Characteristics not mutually exclusive.

Table 3.

Effect of patient subgroups on incidence rate ratio of CLABSI in the post- vs. pre-repair period, adjusted for days off antibiotics

Characteristic	IRR^a	95% CI	P value^b
Age:
≤3 years	3.73	0.88 – 15.72	0.31
>3 years	4.49	0.98 – 20.63
Primary diagnosis:
Cancer	3.95	1.16 – 13.51	0.65
Short bowel syndrome	11.82	0.77 – 181.88
Immunocompromised:
Yes	4.05	1.20 – 13.67	0.91
No	4.15	0.55 – 31.61
Parenteral nutrition:
Yes	3.93	0.97 – 15.83	0.89
No	4.27	0.88 – 20.60
Catheter Type:
PICC^c	0	NA	0.28
Tunneled	4.25	1.46 – 12.37
Repair Type:
Glued	5.24	1.14 – 24.09	0.81
Glue-less	3.42	0.65 – 17.91

Open in a new tab

IRR = Incidence rate ratio, PICC = peripherally inserted central catheter

Within-patient incidence rate ratio based on conditional Poisson regression for matched data for subgroups

Based on Wilcoxon rank sum test of comparison of median incidence rate differences between two groups

There were no infections in the post-repair period for PICC, therefore confidence intervals could not be generated.

The distribution of organisms isolated from our patient population included coagulase negative staphylococci (36%), viridans group streptococci (9.8%), Escherichia coli (9.8%), Enterococcus faecalis (8.2%) and Staphylococcus aureus (8.2%).
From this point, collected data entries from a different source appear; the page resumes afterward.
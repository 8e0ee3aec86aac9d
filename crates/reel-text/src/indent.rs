//! Indentation detection and normalization
//!
//! Covers the three questions the sequencer asks before typing content into
//! an existing document:
//! - what indentation a given line carries ([`indent_of`])
//! - what indent freshly inserted content should land at ([`target_indent`])
//! - where a block opened on some line actually ends ([`block_end`])
//!
//! plus [`normalize`], which lets blueprints author content at arbitrary or
//! zero indentation and still have it land correctly nested.

use serde::{Deserialize, Serialize};

/// The character family a line is indented with.
#[derive(Debug, Clone, Copy, PartialEq, Eq)]
pub enum IndentUnit {
    Spaces,
    Tabs,
}

/// Indentation of a single line. Derived on demand, never persisted.
#[derive(Debug, Clone, PartialEq, Eq)]
pub struct IndentInfo {
    pub unit: IndentUnit,
    /// Number of leading whitespace characters
    pub count: usize,
    /// The leading whitespace itself, verbatim
    pub text: String,
}

/// The host's configured indentation style.
#[derive(Debug, Clone, Copy, PartialEq, Eq, Serialize, Deserialize)]
pub struct IndentStyle {
    pub use_spaces: bool,
    pub width: usize,
}

impl Default for IndentStyle {
    fn default() -> Self {
        Self {
            use_spaces: true,
            width: 4,
        }
    }
}

impl IndentStyle {
    /// One level of indentation in this style.
    #[must_use]
    pub fn unit(&self) -> String {
        if self.use_spaces {
            " ".repeat(self.width)
        } else {
            "\t".to_string()
        }
    }
}

/// Indentation of `line`.
#[must_use]
pub fn indent_of(line: &str) -> IndentInfo {
    let text: String = line
        .chars()
        .take_while(|c| *c == ' ' || *c == '\t')
        .collect();
    let unit = if text.starts_with('\t') {
        IndentUnit::Tabs
    } else {
        IndentUnit::Spaces
    };
    IndentInfo {
        unit,
        count: text.len(),
        text,
    }
}

/// Whether `line` opens a nested block (colon- or brace-terminated).
#[must_use]
pub fn is_block_opener(line: &str) -> bool {
    let trimmed = line.trim_end();
    trimmed.ends_with(':') || trimmed.ends_with('{')
}

/// Indent for content inserted at `line`.
///
/// A block opener targets one level deeper than itself. Any other line
/// targets the sibling level: the indent of the first preceding non-blank
/// line with strictly smaller indentation, verbatim, or empty at top level.
#[must_use]
pub fn target_indent(lines: &[&str], line: usize, style: &IndentStyle) -> String {
    let Some(current) = lines.get(line) else {
        return String::new();
    };
    let info = indent_of(current);

    if is_block_opener(current) {
        return format!("{}{}", info.text, style.unit());
    }

    for prev in lines[..line].iter().rev() {
        if prev.trim().is_empty() {
            continue;
        }
        let prev_info = indent_of(prev);
        if prev_info.count < info.count {
            return prev_info.text;
        }
    }
    String::new()
}

/// Line index where content inserted "after" the block opened at `opener`
/// lands.
///
/// Colon blocks: the first following non-blank line indented at or below the
/// opener, or end of file, so insertion lands after the entire nested body.
/// Brace blocks: the line containing the balancing closing brace.
#[must_use]
pub fn block_end(lines: &[&str], opener: usize) -> usize {
    let Some(opener_line) = lines.get(opener) else {
        return lines.len();
    };

    if opener_line.trim_end().ends_with('{') {
        let mut balance: i64 = 0;
        for (i, line) in lines.iter().enumerate().skip(opener) {
            for c in line.chars() {
                match c {
                    '{' => balance += 1,
                    '}' => balance -= 1,
                    _ => {}
                }
            }
            if balance <= 0 {
                return i;
            }
        }
        return lines.len();
    }

    let opener_indent = indent_of(opener_line).count;
    for (i, line) in lines.iter().enumerate().skip(opener + 1) {
        if line.trim().is_empty() {
            continue;
        }
        if indent_of(line).count <= opener_indent {
            return i;
        }
    }
    lines.len()
}

/// Re-indent authored content so it lands at `target`.
///
/// Strips the minimal common leading whitespace of the non-blank lines, then
/// prefixes every line with `target` plus its indentation relative to that
/// minimum, translating tabs in the relative part to the host's unit. Blank
/// lines stay empty. Idempotent for already-normalized input.
#[must_use]
pub fn normalize(content: &str, target: &str, style: &IndentStyle) -> String {
    let lines: Vec<&str> = content.lines().collect();
    let min = lines
        .iter()
        .filter(|l| !l.trim().is_empty())
        .map(|l| indent_of(l).count)
        .min()
        .unwrap_or(0);

    let mut out: Vec<String> = Vec::with_capacity(lines.len());
    for line in &lines {
        if line.trim().is_empty() {
            out.push(String::new());
            continue;
        }
        let info = indent_of(line);
        let relative: String = info.text[min..]
            .chars()
            .map(|c| {
                if c == '\t' {
                    style.unit()
                } else {
                    c.to_string()
                }
            })
            .collect();
        out.push(format!("{target}{relative}{}", &line[info.count..]));
    }

    let mut result = out.join("\n");
    if content.ends_with('\n') {
        result.push('\n');
    }
    result
}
Overall, 8% of isolates were drug-resistant organisms (methicillin-resistant S. aureus and vancomycin-resistant Enterococcus), and 10 out of the 53 cultures were polymicrobial. A total of 8 patients had at least 1 episode of bacteremia both in the month before and the month after repair of the CVC. Of those 8, two had the same organism isolated during both periods. In one case the organism was S. aureus, and there was an interval of 56 days between the two episodes. In the other case, the organisms were coagulase negative staphylococci, and there was an interval of 31 days between the positive blood cultures.
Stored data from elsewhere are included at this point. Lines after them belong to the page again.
//! Narration cache (reel-narration)
//!
//! Content-addressed pre-generation of spoken narration:
//! - [`NarrationKey`]: blake3 hash of (text, voice), one audio artifact per key
//! - [`NarrationCache`]: concurrent dedup cache; at most one synthesis call
//!   per key regardless of caller concurrency
//! - [`SpeechSynthesizer`]: the host-provided text-to-speech backend
//!
//! Synthesis failures are never fatal to playback: a failed key resolves to
//! `None` and the caller skips narration silently.

pub mod cache;
pub mod key;

pub use cache::{CacheEntry, EntryStatus, NarrationCache, NarrationRequest};
pub use key::NarrationKey;

use async_trait::async_trait;

/// Text-to-speech backend supplied by the host.
#[async_trait]
pub trait SpeechSynthesizer: Send + Sync + 'static {
    /// Synthesize `text` in `voice`, returning encoded audio bytes.
    async fn synthesize(&self, text: &str, voice: &str) -> Result<Vec<u8>, SynthesisError>;
}

/// Synthesis or artifact-storage failure. Cloneable so every caller awaiting
/// a shared in-flight generation observes the same outcome.
#[derive(Debug, Clone, thiserror::Error)]
pub enum SynthesisError {
    /// The synthesis backend refused or failed the request
    #[error("synthesis failed: {0}")]
    Backend(String),

    /// Writing the audio artifact to the cache directory failed
    #[error("audio artifact write failed: {0}")]
    Io(String),
}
Very few serious sequelae occurred during the study period. Eight patients spent time in the ICU in the post-repair period, but the indications for transfer were not related to CVC complications or CLABSI. No patients died during the study period. Twenty-one (25.6%) patients had their CVC removed within the 30 days following repair, due to malfunction (48%), infection (33%), or because the CVC was no longer required for therapy (19%).

DISCUSSION

To our knowledge, this is the first study to examine the relationship between CVC repair and risk of bacteremia or CLABSI. We found a markedly increased risk of developing both bacteremia and CLABSI in the 30 days following repair of a broken CVC. This relationship was even more striking after restricting the time at risk to days without antibiotics and, therefore, days at greatest risk of CLABSI.

One prior study assessed repair kit outcomes in adults, in terms of subsequent functionality and longevity of the catheter itself, but did not assess the risk of infection.¹⁷ Logically, compromised integrity of the sterile lumen of a CVC could facilitate entry of bacteria into the bloodstream, but data to support this hypothesis have been lacking. This study demonstrates that repair of a broken CVC in pediatric patients is associated with a 2–4 fold higher risk of CLABSI during the 30 days following repair. Quantification of this risk may help to inform individual patient care decisions, but also highlights opportunities to optimize hospital policies regarding management of CVC breakage.

The risks and cost of surgical replacement of a broken CVC may still outweigh the risks of CLABSI due to repair in some patients. However, alternative measures might help to mitigate this increased risk post-repair. Our data are consistent with a higher risk of bacteremia or CLABSI during days off antibiotics, which support a possible role for antimicrobial prophylaxis after catheter repair. Some attractive potential strategies include antibiotic or ethanol locks following CVC repair to reduce CLABSI.^13,14,15 For example, vancomycin locks, which are the best studied antibiotic lock,^16,17 could theoretically impact the outcome of nearly 60% of the CLABSI observed in our study (those due to organisms susceptible to vancomycin). In addition, formal risk-stratification criteria could be developed to determine the relative risks of CVC repair (with or without the use of adjunctive antimicrobial strategies) versus replacement.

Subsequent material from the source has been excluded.